Ça vaut quoi, le nouveau Fatih Akin ?
- "99 minutes de bonheur", rien à voir avec les autres films d’Akin. "Head-On" était un truc de poseur punk, avec amours masos, drogues et crises d’hystérie dans des apparts pourris. En même temps qu’une énorme claque, une œuvre humaniste sur l’exil, le pardon et la tolérance. Et "Crossing the Bridge", un formidable doc sur la scène musicale turque. Après ses deux derniers films tournés en Turquie, Akin revient en Allemagne et passe à la comédie. Avec "Soul Kitchen", tu as l’impression de voir "Juno" ou "Little Miss Sunshine".
Fatih Akin aurait réalisé un « feel good movie » ?

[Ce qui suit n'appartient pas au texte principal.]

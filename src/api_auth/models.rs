//! Credential models and types.
//!
//! Defines the per-application configuration held by credential stores and
//! the identity record attached to verified requests.

use std::fmt;
use std::str::FromStr;

use chrono::{DateTime, Utc};
use serde::{Deserialize, Serialize};

use super::error::AuthError;

/// Key id used when a request or lookup names none.
pub const DEFAULT_KEY_ID: &str = "default";

/// Signature algorithm enumeration.
#[derive(Debug, Clone, Copy, PartialEq, Eq, Hash, Serialize, Deserialize)]
pub enum SignatureAlgorithm {
    /// RSASSA-PKCS1-v1_5 with SHA-256
    #[serde(rename = "RS256")]
    Rs256,
    /// RSASSA-PKCS1-v1_5 with SHA-512
    #[serde(rename = "RS512")]
    Rs512,
    /// ECDSA on P-256 with SHA-256
    #[serde(rename = "ES256")]
    Es256,
    /// ECDSA on P-521 with SHA-512
    #[serde(rename = "ES512")]
    Es512,
    /// Ed25519
    #[serde(rename = "EdDSA")]
    EdDsa,
}

impl SignatureAlgorithm {
    /// Every supported algorithm, in advertised order.
    pub const ALL: [Self; 5] = [Self::Rs256, Self::Rs512, Self::Es256, Self::Es512, Self::EdDsa];

    /// Wire name.
    pub fn as_str(self) -> &'static str {
        match self {
            Self::Rs256 => "RS256",
            Self::Rs512 => "RS512",
            Self::Es256 => "ES256",
            Self::Es512 => "ES512",
            Self::EdDsa => "EdDSA",
        }
    }

    /// Names of all supported algorithms.
    pub fn supported_names() -> Vec<&'static str> {
        Self::ALL.iter().map(|a| a.as_str()).collect()
    }
}

impl fmt::Display for SignatureAlgorithm {
    fn fmt(&self, f: &mut fmt::Formatter<'_>) -> fmt::Result {
        f.write_str(self.as_str())
    }
}

impl FromStr for SignatureAlgorithm {
    type Err = AuthError;

    fn from_str(s: &str) -> Result<Self, Self::Err> {
        Self::ALL
            .into_iter()
            .find(|a| a.as_str() == s)
            .ok_or_else(|| {
                let supported = Self::supported_names();
                AuthError::validation(format!(
                    "Unsupported algorithm: {}. Supported: {}",
                    s,
                    supported.join(", ")
                ))
                .with_context("algorithm", s)
                .with_context("supported", supported)
            })
    }
}

fn default_enabled() -> bool {
    true
}

/// One registered public key.
#[derive(Debug, Clone, PartialEq, Eq, Serialize, Deserialize)]
#[serde(rename_all = "camelCase")]
pub struct KeyPair {
    /// Unique within the owning app
    pub key_id: String,
    /// SPKI PEM public key
    pub public_key: String,
    pub algorithm: SignatureAlgorithm,
    pub created_at: DateTime<Utc>,
    #[serde(default)]
    pub expires_at: Option<DateTime<Utc>>,
    #[serde(default = "default_enabled")]
    pub enabled: bool,
}

impl KeyPair {
    pub fn new(
        key_id: impl Into<String>,
        public_key: impl Into<String>,
        algorithm: SignatureAlgorithm,
        created_at: DateTime<Utc>,
    ) -> Self {
        Self {
            key_id: key_id.into(),
            public_key: public_key.into(),
            algorithm,
            created_at,
            expires_at: None,
            enabled: true,
        }
    }

    /// Set an expiry instant.
    pub fn expiring_at(mut self, expires_at: DateTime<Utc>) -> Self {
        self.expires_at = Some(expires_at);
        self
    }

    /// Check if the key is past its expiry at `now`. No grace period.
    pub fn is_expired_at(&self, now: DateTime<Utc>) -> bool {
        self.expires_at.is_some_and(|expires_at| expires_at < now)
    }
}

/// One registered application.
#[derive(Debug, Clone, PartialEq, Eq, Serialize, Deserialize)]
#[serde(rename_all = "camelCase")]
pub struct AppConfig {
    pub app_id: String,
    #[serde(default = "default_enabled")]
    pub enabled: bool,
    #[serde(default)]
    pub keys: Vec<KeyPair>,
    pub created_at: DateTime<Utc>,
}

impl AppConfig {
    /// Create an enabled app with no keys.
    pub fn new(app_id: impl Into<String>, created_at: DateTime<Utc>) -> Self {
        Self {
            app_id: app_id.into(),
            enabled: true,
            keys: Vec::new(),
            created_at,
        }
    }

    /// Append a key.
    pub fn with_key(mut self, key: KeyPair) -> Self {
        self.keys.push(key);
        self
    }

    /// Find a key by id.
    pub fn key(&self, key_id: &str) -> Option<&KeyPair> {
        self.keys.iter().find(|k| k.key_id == key_id)
    }

    /// All key ids, in registration order.
    pub fn key_ids(&self) -> Vec<String> {
        self.keys.iter().map(|k| k.key_id.clone()).collect()
    }

    /// Reject configs whose key ids are not unique.
    pub fn validate(&self) -> Result<(), AuthError> {
        if self.app_id.trim().is_empty() {
            return Err(AuthError::validation("appId must not be empty"));
        }
        for (i, key) in self.keys.iter().enumerate() {
            if self.keys[..i].iter().any(|k| k.key_id == key.key_id) {
                return Err(AuthError::validation(format!(
                    "Duplicate keyId '{}' in app '{}'",
                    key.key_id, self.app_id
                ))
                .with_context("appId", self.app_id.as_str())
                .with_context("keyId", key.key_id.as_str()));
            }
        }
        Ok(())
    }
}

/// Partial update for [`AppConfig`].
///
/// `app_id` and `created_at` are accepted so that callers can pass through
/// whole documents, but they are never applied.
#[derive(Debug, Clone, Default, PartialEq, Eq, Serialize, Deserialize)]
#[serde(rename_all = "camelCase", default)]
pub struct AppConfigUpdate {
    pub app_id: Option<String>,
    pub enabled: Option<bool>,
    pub keys: Option<Vec<KeyPair>>,
    pub created_at: Option<DateTime<Utc>>,
}

impl AppConfigUpdate {
    /// Toggle only the enabled flag.
    pub fn enabled(enabled: bool) -> Self {
        Self {
            enabled: Some(enabled),
            ..Self::default()
        }
    }

    /// Replace only the key collection.
    pub fn keys(keys: Vec<KeyPair>) -> Self {
        Self {
            keys: Some(keys),
            ..Self::default()
        }
    }

    /// Merge over `existing`, keeping its `app_id` and `created_at`.
    pub fn apply_to(self, existing: &AppConfig) -> AppConfig {
        AppConfig {
            app_id: existing.app_id.clone(),
            enabled: self.enabled.unwrap_or(existing.enabled),
            keys: self.keys.unwrap_or_else(|| existing.keys.clone()),
            created_at: existing.created_at,
        }
    }
}

/// Identity attached to request extensions after successful verification.
#[derive(Debug, Clone, PartialEq, Eq, Serialize, Deserialize)]
#[serde(rename_all = "camelCase")]
pub struct VerifiedIdentity {
    pub app_id: String,
    pub key_id: String,
    pub algorithm: SignatureAlgorithm,
    pub timestamp: DateTime<Utc>,
    pub verified: bool,
}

C’est exactement ça. Tu vibres pendant toute la projo et tu gardes la banane pendant au moins une semaine.
Et l’histoire ?
Nous sommes à Hambourg. Zimos, un jeune restaurateur d’origine grecque, vit un enfer : sa copine part travailler à Shanghai, son resto, le Soul Kitchen, ne lui apporte que des galères, son mal de dos le tue à petit feu et son frère, à peine sorti de prison, vient l’embrouiller. Un promoteur immobilier cupide, une agent du fisc nympho, une serveuse en quête d’amour, un cuistot irascible vont l’entraîner dans une suite d’aventures plus folles les unes que les autres, au son de Sam Cooke ou Kool & the Gang.
Et ça marche ?
Comme dans un film de Robert Altman, une multitude de personnages se croisent, se heurtent. Mais Fatih Akin emprunte une structure de conte de fées : les miracles arrivent, les histoires d’amour finissent bien, les méchants croupissent en prison. Sur un rythme effréné, Akin ose tout. Les blagues à deux balles (« J’ai baisé le fisc », déclare un perso qui s’envoie en l’air avec l’agent des impôts), les séquences romantiques, les moments de pure comédie comme celui où le héros fait soigner sa hernie discale par le Broyeur d’os ou encore la partouze géante dans le resto ! Mais surtout il y a un truc qui souffle dans son film et que l’on voit rarement sur écran : la vie. Soul Kitchen est un film généreux, en liberté, où l’on boit, où l’on mange, où l’on baise. Fatih Akin n’a que 36 ans, mais il célèbre la vie comme Jean Renoir.
Cool…
"Soul Kitchen" s’apparente à un film de baba sur le communautarisme, le partage. Pas étonnant quand on connaît le bonhomme, un des plus chaleureux qu’il m’ait été donné de rencontrer, tellement loin des stars du showbiz. Et tu sais quoi, en plus d’être un film sur la fraternité, l’amitié, Soul Kitchen est un grand film politique. En effet, la plupart des protagonistes de cette histoire sont des Allemands d’origines diverses et variées : des Turcs, des Grecs, des Chinois… Un beau mélange ! Fatih Akin réalise un véritable tour de force que la plupart des spectateurs ne verront même pas : ses personnages ne sont pas stigmatisés, leur origine n’est jamais un problème, l’intégration est acquise, ce ne sont pas des Turcs, des Allemands, des Grecs ou des Chinois. Simplement des êtres humains. Le voilà, le grand film sur l’identité nationale. Bon dieu, j’aimerais voir un truc pareil un jour en France…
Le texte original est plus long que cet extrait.